Settlers to the city built their homes along the river's banks, its waters providing the maritime access essential for commerce as well as the fish to feed a growing population.
Today, Chao Phraya remains a busy thoroughfare. The living space that has built up aside its shores however is vastly different.
This transformation is no more apparent than at the edges of Khlong Ton Sai, a formerly barren neighborhood on the river's western banks.
It is here that "The River" -- an aptly named tower of condominiums and luxury living space -- soars above the bustling waters and streets below.
At 256 meters (840 feet) tall, the giant structure is 6 meters (19 feet) taller than Chao Phraya is wide, making it the tallest residential building in Thailand.
For Hans Brower, the Thai-Dutch design consultant behind the project, The River is a potent symbol of modern Bangkok -- a vibrant metropolis that can offer spectacular accommodation at cheaper rate than other big Asian cities.
Lush gardens and quiet pools in the facility grounds maintain the feel of an urban oasis amidst the surrounding concrete jungle.
"Living on the river affords you the ability to have a space like this which could be a resort if you did not have this poster which is the city of Bangkok," Brower explained. "It has that 5 star feel."
A new track
A key component of Bangkok's riverside regeneration and the rise of facilities like The River has been improved transport links, Brower explained.
Myriad boat services frequently cross Chao Phraya while the city's skytrain (known locally as the BTS) has provided faster access to areas that were once considered too out of the way and poorly connected.
"I think the definition of a boundary changes radically depending on accessibility and mobility and that has changed," Bower said. "Today the BTS comes across and goes all the way into west (of the) country."
While the skytrain has ensured properties like The River are viable and desirable, it has also had a knock-on impact on the areas it passes through. Those who live in its shadows have seen their property values soar.
"I could earn something already (by selling)," explained said Chaiyot Suriyanonlin, standing outside the humble shop-house that has been in his family's possession for generations. "Whatever my father left for me I should do my best to keep it for (his) legacy," he added.
For developers, meanwhile, a relaxation of planning laws (restrictions on how high they can build have been set aside) has incentivized the construction of quality accommodation in areas like those which host the Suriyanonlin abode.
"The regulations limit what you can do in various places so at the time this site came up it was an opportunity to do something big," said Gerry Healey, who oversees The River for developer Raimon Land.
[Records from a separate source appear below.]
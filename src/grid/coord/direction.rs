//! Direction and diagonal tables. The grid has six adjacent directions and
//! six diagonal directions, identified by orientation-agnostic ordinals.
//! Compass labels depend on which way the hexagons point, so each ordinal
//! enum has two label enums layered on top of it, one per orientation.
//! Ordinals and labels are mapped through exhaustive matches, never through
//! numeric casts.

use crate::grid::{coord::HexCoord, geometry::Orientation};
use serde::{Deserialize, Serialize};
use strum::{EnumIter, IntoEnumIterator};

/// The six adjacent directions of a hexagon, identified by ordinal. The
/// ordinals walk the compass clockwise; which compass label each ordinal
/// carries depends on the grid orientation (see [FlatTopDirection] and
/// [PointyTopDirection]).
#[derive(
    Copy, Clone, Debug, EnumIter, PartialEq, Eq, Hash, Serialize, Deserialize,
)]
#[serde(rename_all = "snake_case")]
pub enum HexDirection {
    One,
    Two,
    Three,
    Four,
    Five,
    Six,
}

impl HexDirection {
    /// Get the coordinate delta for one step in this direction, under the
    /// given orientation
    pub fn vec(self, orientation: Orientation) -> HexCoord {
        match orientation {
            Orientation::FlatTop => FlatTopDirection::from(self).vec(),
            Orientation::PointyTop => PointyTopDirection::from(self).vec(),
        }
    }
}

/// The six adjacent directions of a flat-top hexagon. This is the canonical
/// labeling: orientation-agnostic lookups default through this table.
#[derive(
    Copy, Clone, Debug, EnumIter, PartialEq, Eq, Hash, Serialize, Deserialize,
)]
#[serde(rename_all = "snake_case")]
pub enum FlatTopDirection {
    North,
    Northeast,
    Southeast,
    South,
    Southwest,
    Northwest,
}

impl FlatTopDirection {
    /// Get the coordinate delta for one step in this direction
    pub fn vec(self) -> HexCoord {
        match self {
            Self::North => HexCoord::new(0, 1),
            Self::Northeast => HexCoord::new(1, 1),
            Self::Southeast => HexCoord::new(1, 0),
            Self::South => HexCoord::new(0, -1),
            Self::Southwest => HexCoord::new(-1, -1),
            Self::Northwest => HexCoord::new(-1, 0),
        }
    }
}

impl From<HexDirection> for FlatTopDirection {
    fn from(direction: HexDirection) -> Self {
        match direction {
            HexDirection::One => Self::North,
            HexDirection::Two => Self::Northeast,
            HexDirection::Three => Self::Southeast,
            HexDirection::Four => Self::South,
            HexDirection::Five => Self::Southwest,
            HexDirection::Six => Self::Northwest,
        }
    }
}

impl From<FlatTopDirection> for HexDirection {
    fn from(direction: FlatTopDirection) -> Self {
        match direction {
            FlatTopDirection::North => Self::One,
            FlatTopDirection::Northeast => Self::Two,
            FlatTopDirection::Southeast => Self::Three,
            FlatTopDirection::South => Self::Four,
            FlatTopDirection::Southwest => Self::Five,
            FlatTopDirection::Northwest => Self::Six,
        }
    }
}

/// The six adjacent directions of a pointy-top hexagon
#[derive(
    Copy, Clone, Debug, EnumIter, PartialEq, Eq, Hash, Serialize, Deserialize,
)]
#[serde(rename_all = "snake_case")]
pub enum PointyTopDirection {
    Northeast,
    East,
    Southeast,
    Southwest,
    West,
    Northwest,
}

impl PointyTopDirection {
    /// Get the coordinate delta for one step in this direction
    pub fn vec(self) -> HexCoord {
        match self {
            Self::Northeast => HexCoord::new(1, 1),
            Self::East => HexCoord::new(1, 0),
            Self::Southeast => HexCoord::new(0, -1),
            Self::Southwest => HexCoord::new(-1, -1),
            Self::West => HexCoord::new(-1, 0),
            Self::Northwest => HexCoord::new(0, 1),
        }
    }
}

impl From<HexDirection> for PointyTopDirection {
    fn from(direction: HexDirection) -> Self {
        match direction {
            HexDirection::One => Self::Northeast,
            HexDirection::Two => Self::East,
            HexDirection::Three => Self::Southeast,
            HexDirection::Four => Self::Southwest,
            HexDirection::Five => Self::West,
            HexDirection::Six => Self::Northwest,
        }
    }
}

impl From<PointyTopDirection> for HexDirection {
    fn from(direction: PointyTopDirection) -> Self {
        match direction {
            PointyTopDirection::Northeast => Self::One,
            PointyTopDirection::East => Self::Two,
            PointyTopDirection::Southeast => Self::Three,
            PointyTopDirection::Southwest => Self::Four,
            PointyTopDirection::West => Self::Five,
            PointyTopDirection::Northwest => Self::Six,
        }
    }
}

/// The six diagonals of a hexagon, identified by ordinal. A diagonal step
/// crosses a vertex instead of an edge, so its delta is two tiles long.
#[derive(
    Copy, Clone, Debug, EnumIter, PartialEq, Eq, Hash, Serialize, Deserialize,
)]
#[serde(rename_all = "snake_case")]
pub enum HexDiagonal {
    One,
    Two,
    Three,
    Four,
    Five,
    Six,
}

impl HexDiagonal {
    /// Get the coordinate delta for one step along this diagonal, under the
    /// given orientation
    pub fn vec(self, orientation: Orientation) -> HexCoord {
        match orientation {
            Orientation::FlatTop => FlatTopDiagonal::from(self).vec(),
            Orientation::PointyTop => PointyTopDiagonal::from(self).vec(),
        }
    }
}

/// The six diagonals of a flat-top hexagon. Like [FlatTopDirection], this is
/// the canonical labeling.
#[derive(
    Copy, Clone, Debug, EnumIter, PartialEq, Eq, Hash, Serialize, Deserialize,
)]
#[serde(rename_all = "snake_case")]
pub enum FlatTopDiagonal {
    Northeast,
    East,
    Southeast,
    Southwest,
    West,
    Northwest,
}

impl FlatTopDiagonal {
    /// Get the coordinate delta for one step along this diagonal
    pub fn vec(self) -> HexCoord {
        match self {
            Self::Northeast => HexCoord::new(1, 2),
            Self::East => HexCoord::new(2, 1),
            Self::Southeast => HexCoord::new(1, -1),
            Self::Southwest => HexCoord::new(-1, -2),
            Self::West => HexCoord::new(-2, -1),
            Self::Northwest => HexCoord::new(-1, 1),
        }
    }
}

impl From<HexDiagonal> for FlatTopDiagonal {
    fn from(diagonal: HexDiagonal) -> Self {
        match diagonal {
            HexDiagonal::One => Self::Northeast,
            HexDiagonal::Two => Self::East,
            HexDiagonal::Three => Self::Southeast,
            HexDiagonal::Four => Self::Southwest,
            HexDiagonal::Five => Self::West,
            HexDiagonal::Six => Self::Northwest,
        }
    }
}

impl From<FlatTopDiagonal> for HexDiagonal {
    fn from(diagonal: FlatTopDiagonal) -> Self {
        match diagonal {
            FlatTopDiagonal::Northeast => Self::One,
            FlatTopDiagonal::East => Self::Two,
            FlatTopDiagonal::Southeast => Self::Three,
            FlatTopDiagonal::Southwest => Self::Four,
            FlatTopDiagonal::West => Self::Five,
            FlatTopDiagonal::Northwest => Self::Six,
        }
    }
}

/// The six diagonals of a pointy-top hexagon. The deltas coincide with the
/// flat-top table; only the compass labels shift.
#[derive(
    Copy, Clone, Debug, EnumIter, PartialEq, Eq, Hash, Serialize, Deserialize,
)]
#[serde(rename_all = "snake_case")]
pub enum PointyTopDiagonal {
    North,
    Northeast,
    Southeast,
    South,
    Southwest,
    Northwest,
}

impl PointyTopDiagonal {
    /// Get the coordinate delta for one step along this diagonal
    pub fn vec(self) -> HexCoord {
        match self {
            Self::North => HexCoord::new(1, 2),
            Self::Northeast => HexCoord::new(2, 1),
            Self::Southeast => HexCoord::new(1, -1),
            Self::South => HexCoord::new(-1, -2),
            Self::Southwest => HexCoord::new(-2, -1),
            Self::Northwest => HexCoord::new(-1, 1),
        }
    }
}

impl From<HexDiagonal> for PointyTopDiagonal {
    fn from(diagonal: HexDiagonal) -> Self {
        match diagonal {
            HexDiagonal::One => Self::North,
            HexDiagonal::Two => Self::Northeast,
            HexDiagonal::Three => Self::Southeast,
            HexDiagonal::Four => Self::South,
            HexDiagonal::Five => Self::Southwest,
            HexDiagonal::Six => Self::Northwest,
        }
    }
}

impl From<PointyTopDiagonal> for HexDiagonal {
    fn from(diagonal: PointyTopDiagonal) -> Self {
        match diagonal {
            PointyTopDiagonal::North => Self::One,
            PointyTopDiagonal::Northeast => Self::Two,
            PointyTopDiagonal::Southeast => Self::Three,
            PointyTopDiagonal::South => Self::Four,
            PointyTopDiagonal::Southwest => Self::Five,
            PointyTopDiagonal::Northwest => Self::Six,
        }
    }
}

impl HexCoord {
    /// Get the coordinate delta for one step in the given direction.
    /// Orientation-agnostic lookups go through the flat-top table; this is
    /// the canonical default, not an arbitrary one.
    pub fn adjacent(direction: HexDirection) -> HexCoord {
        FlatTopDirection::from(direction).vec()
    }

    /// Get the coordinate delta for one step along the given diagonal,
    /// defaulting through the flat-top table like [HexCoord::adjacent]
    pub fn diagonal(diagonal: HexDiagonal) -> HexCoord {
        FlatTopDiagonal::from(diagonal).vec()
    }

    /// Get an iterator of the six coordinates adjacent to this one, in
    /// ordinal order. The adjacents of [HexCoord::ORIGIN] are the raw
    /// direction deltas.
    pub fn adjacents(self) -> impl Iterator<Item = HexCoord> {
        HexDirection::iter().map(move |dir| self + Self::adjacent(dir))
    }

    /// Get an iterator of the six coordinates diagonal to this one, in
    /// ordinal order. The diagonals of [HexCoord::ORIGIN] are the raw
    /// diagonal deltas.
    pub fn diagonals(self) -> impl Iterator<Item = HexCoord> {
        HexDiagonal::iter().map(move |diag| self + Self::diagonal(diag))
    }
}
Although roughly 10% of apartments remain without owners (primarily those not overlooking the water), there is a strong financial incentive for developers to invest in Bangkok. As Healey illustrates, the average cost per unit was $3,400 a square meter in 2007. Today they go for $4,700, with penthouses selling for three times that amount.
"The prices that we are asking for here maybe in the higher end of the Bangkok market but by comparison with Singapore or Hong Kong we are very (affordable)," Healy said. In fact, this equates to just a fifth of the price of luxury property in Singapore.
While such sums still represent a considerable outlay, Healey's hope is that potential investors will be encouraged to snap up the remaining properties and become part of the next chapter of Bangkok's famous river.